Exercise description -
How many lines of the records below contain the word "CreatePurchaseOrder"? Answer with the number alone.

Data excerpts -
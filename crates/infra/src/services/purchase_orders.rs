//! Purchase order lifecycle: create, edit, status changes, delete.
//!
//! Goods are received into stock exactly once, on the first transition into
//! `Delivered`, inside the same unit of work as the status write. The order row's
//! version guards that write, so two racing deliveries cannot both commit.

use chrono::{DateTime, Utc};
use serde::{Deserialize, Serialize};
use tracing::{info, instrument};

use stockkeep_core::{
    DomainError, DomainResult, Entity, ExpectedVersion, OrderDetailId, PurchaseOrderId,
    SupplierId, UserId, Versioned,
};
use stockkeep_inventory::StockMovement;
use stockkeep_purchasing::{
    OrderDetail, OrderHeader, OrderLine, PurchaseOrder, PurchaseOrderStatus, StatusChange,
};

use crate::ledger;
use crate::store::{Store, UnitOfWork};
use crate::unit_of_work::{self, RetryPolicy};

#[derive(Debug, Clone, PartialEq, Eq, Serialize, Deserialize)]
pub struct CreatePurchaseOrder {
    pub header: OrderHeader,
    pub lines: Vec<OrderLine>,
    pub actor: UserId,
}

/// Full replacement of a pending order: header, target status and line set.
#[derive(Debug, Clone, PartialEq, Eq, Serialize, Deserialize)]
pub struct EditPurchaseOrder {
    pub order_id: PurchaseOrderId,
    pub header: OrderHeader,
    pub status: PurchaseOrderStatus,
    pub lines: Vec<OrderLine>,
    pub occurred_at: DateTime<Utc>,
    pub actor: UserId,
}

#[derive(Debug, Clone, PartialEq, Eq, Serialize, Deserialize)]
pub struct UpdateOrderStatus {
    pub order_id: PurchaseOrderId,
    pub status: PurchaseOrderStatus,
    pub occurred_at: DateTime<Utc>,
    pub actor: UserId,
}

/// An order with its detail lines.
#[derive(Debug, Clone, PartialEq, Eq, Serialize)]
pub struct PurchaseOrderView {
    pub order: PurchaseOrder,
    pub details: Vec<OrderDetail>,
}

/// Outcome of a status change or edit.
#[derive(Debug, Clone, PartialEq, Eq, Serialize)]
pub struct OrderUpdate {
    pub order: PurchaseOrder,
    pub change: StatusChange,
    /// Stock movements made by receiving goods; empty unless the order was delivered.
    pub received: Vec<StockMovement>,
}

#[derive(Debug, Clone)]
pub struct PurchaseOrderService<S> {
    store: S,
    policy: RetryPolicy,
}

fn require_active_supplier<U>(scope: &U, supplier_id: SupplierId) -> DomainResult<()>
where
    U: UnitOfWork + ?Sized,
{
    let supplier = scope.get_supplier(supplier_id)?;
    if supplier.is_active() {
        Ok(())
    } else {
        Err(DomainError::validation(format!(
            "supplier {supplier_id} is inactive"
        )))
    }
}

/// Validate lines against the catalog and turn them into detail rows for `order_id`.
fn build_details<U>(
    scope: &U,
    order_id: PurchaseOrderId,
    lines: &[OrderLine],
) -> DomainResult<Vec<OrderDetail>>
where
    U: UnitOfWork + ?Sized,
{
    if lines.is_empty() {
        return Err(DomainError::validation(
            "purchase order needs at least one line",
        ));
    }
    lines
        .iter()
        .map(|line| {
            scope.get_product(line.product_id)?;
            OrderDetail::from_line(OrderDetailId::new(), order_id, line)
        })
        .collect()
}

impl<S: Store> PurchaseOrderService<S> {
    pub fn new(store: S, policy: RetryPolicy) -> Self {
        Self { store, policy }
    }

    #[instrument(
        skip(self, input),
        fields(
            supplier_id = %input.header.supplier_id,
            lines = input.lines.len(),
            actor = %input.actor,
        ),
        err
    )]
    pub fn create(&self, input: CreatePurchaseOrder) -> DomainResult<PurchaseOrderView> {
        let order_id = PurchaseOrderId::new();

        let view = unit_of_work::execute(&self.store, self.policy, |scope| {
            require_active_supplier(scope, input.header.supplier_id)?;
            let details = build_details(scope, order_id, &input.lines)?;
            let order = PurchaseOrder::open(order_id, input.header.clone(), &details)?;

            scope.insert_order(order.clone())?;
            for detail in &details {
                scope.insert_order_detail(detail.clone())?;
            }
            Ok(PurchaseOrderView { order, details })
        })?;

        info!(
            order_id = %view.order.id(),
            total_amount = %view.order.total_amount(),
            "purchase order created"
        );
        Ok(view)
    }

    /// Replace a pending order's header and lines, optionally changing its status.
    ///
    /// Existing detail rows are deleted and the new set inserted; the total is
    /// recomputed from the new set, and so are any stock receipts.
    #[instrument(
        skip(self, input),
        fields(order_id = %input.order_id, status = %input.status, actor = %input.actor),
        err
    )]
    pub fn edit(&self, input: EditPurchaseOrder) -> DomainResult<OrderUpdate> {
        let update = unit_of_work::execute(&self.store, self.policy, |scope| {
            let mut order = scope.get_order(input.order_id)?;
            let expected = ExpectedVersion::Exact(order.version());
            order.ensure_editable()?;

            if input.header.supplier_id != order.supplier_id() {
                require_active_supplier(scope, input.header.supplier_id)?;
            }
            order.revise_header(input.header.clone())?;

            let details = build_details(scope, order.id(), &input.lines)?;
            scope.delete_order_details(order.id())?;
            for detail in &details {
                scope.insert_order_detail(detail.clone())?;
            }
            order.recalculate_total(&details)?;

            let change = order.transition_to(input.status, input.occurred_at)?;
            let received = if change.enters_delivered() {
                ledger::receive_goods(scope, &details)?
            } else {
                Vec::new()
            };

            let version = scope.update_order(order.clone(), expected)?;
            Ok(OrderUpdate {
                order: order.with_version(version),
                change,
                received,
            })
        })?;

        info!(
            total_amount = %update.order.total_amount(),
            status = %update.order.status(),
            "purchase order edited"
        );
        Ok(update)
    }

    /// Move an order along the status state machine.
    ///
    /// Re-asserting the current status is accepted and changes nothing.
    #[instrument(
        skip(self, input),
        fields(order_id = %input.order_id, status = %input.status, actor = %input.actor),
        err
    )]
    pub fn update_status(&self, input: UpdateOrderStatus) -> DomainResult<OrderUpdate> {
        let update = unit_of_work::execute(&self.store, self.policy, |scope| {
            let mut order = scope.get_order(input.order_id)?;
            let expected = ExpectedVersion::Exact(order.version());
            let change = order.transition_to(input.status, input.occurred_at)?;
            if change.is_noop() {
                return Ok(OrderUpdate {
                    order,
                    change,
                    received: Vec::new(),
                });
            }

            let received = if change.enters_delivered() {
                let details = scope.order_details(order.id())?;
                ledger::receive_goods(scope, &details)?
            } else {
                Vec::new()
            };

            let version = scope.update_order(order.clone(), expected)?;
            Ok(OrderUpdate {
                order: order.with_version(version),
                change,
                received,
            })
        })?;

        if !update.change.is_noop() {
            info!(
                from = %update.change.from,
                to = %update.change.to,
                lines_received = update.received.len(),
                "purchase order status changed"
            );
        }
        Ok(update)
    }

    /// Delete a pending order together with its detail lines.
    #[instrument(skip(self, actor), fields(actor = %actor), err)]
    pub fn delete(&self, order_id: PurchaseOrderId, actor: UserId) -> DomainResult<()> {
        unit_of_work::execute(&self.store, self.policy, |scope| {
            let order = scope.get_order(order_id)?;
            order.ensure_editable()?;
            scope.delete_order(order_id, ExpectedVersion::Exact(order.version()))?;
            Ok(())
        })?;
        info!("purchase order deleted");
        Ok(())
    }

    pub fn get(&self, order_id: PurchaseOrderId) -> DomainResult<PurchaseOrderView> {
        unit_of_work::read(&self.store, |scope| {
            Ok(PurchaseOrderView {
                order: scope.get_order(order_id)?,
                details: scope.order_details(order_id)?,
            })
        })
    }

    pub fn list(&self) -> DomainResult<Vec<PurchaseOrder>> {
        unit_of_work::read(&self.store, |scope| Ok(scope.list_orders()?))
    }
}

Reply to the exercise -
2